ACTION ITEM: Output only the lines from the one holding "edge, plus their" to the end of the data below, please, copied exactly.

Stored data entries:
============================================================
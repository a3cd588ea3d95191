use std::collections::BTreeMap;

use super::vehicle::{Component, VehicleId};

/// Per-vehicle bookkeeping recorded the moment it enters a component: when
/// it got there, and what it was on immediately before.
#[derive(Debug, Clone)]
pub struct Presence {
    pub arrival_tick: i64,
    pub previous: Option<Component>,
}

/// The set of vehicles currently on one node or edge, plus their
/// [`Presence`]. Every vehicle is in exactly one `Occupied` at any instant;
/// the [`crate::vehicle_manager::VehicleManager`] enforces this by always
/// moving a vehicle out of its old `Occupied` and into its new one in one
/// step (see `VehicleManager::place_vehicle`).
#[derive(Debug, Clone, Default)]
pub struct Occupied {
    vehicles: BTreeMap<VehicleId, Presence>,
}

impl Occupied {
    pub fn add_vehicle(&mut self, vehicle: VehicleId, tick: i64, previous: Option<Component>) {
        self.vehicles.insert(
            vehicle,
            Presence {
                arrival_tick: tick,
                previous,
            },
        );
    }

    pub fn remove_vehicle(&mut self, vehicle: VehicleId) -> Option<Presence> {
        self.vehicles.remove(&vehicle)
    }

    pub fn vehicles(&self) -> impl Iterator<Item = VehicleId> + '_ {
        self.vehicles.keys().copied()
    }

    pub fn presence(&self, vehicle: VehicleId) -> Option<&Presence> {
        self.vehicles.get(&vehicle)
    }

    pub fn is_empty(&self) -> bool {
        self.vehicles.is_empty()
    }

    pub fn len(&self) -> usize {
        self.vehicles.len()
    }
}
============================================================
RESPONSE BELOW:
/// The set of vehicles currently on one node or edge, plus their
/// [`Presence`]. Every vehicle is in exactly one `Occupied` at any instant;
/// the [`crate::vehicle_manager::VehicleManager`] enforces this by always
/// moving a vehicle out of its old `Occupied` and into its new one in one
/// step (see `VehicleManager::place_vehicle`).
#[derive(Debug, Clone, Default)]
pub struct Occupied {
    vehicles: BTreeMap<VehicleId, Presence>,
}

impl Occupied {
    pub fn add_vehicle(&mut self, vehicle: VehicleId, tick: i64, previous: Option<Component>) {
        self.vehicles.insert(
            vehicle,
            Presence {
                arrival_tick: tick,
                previous,
            },
        );
    }

    pub fn remove_vehicle(&mut self, vehicle: VehicleId) -> Option<Presence> {
        self.vehicles.remove(&vehicle)
    }

    pub fn vehicles(&self) -> impl Iterator<Item = VehicleId> + '_ {
        self.vehicles.keys().copied()
    }

    pub fn presence(&self, vehicle: VehicleId) -> Option<&Presence> {
        self.vehicles.get(&vehicle)
    }

    pub fn is_empty(&self) -> bool {
        self.vehicles.is_empty()
    }

    pub fn len(&self) -> usize {
        self.vehicles.len()
    }
}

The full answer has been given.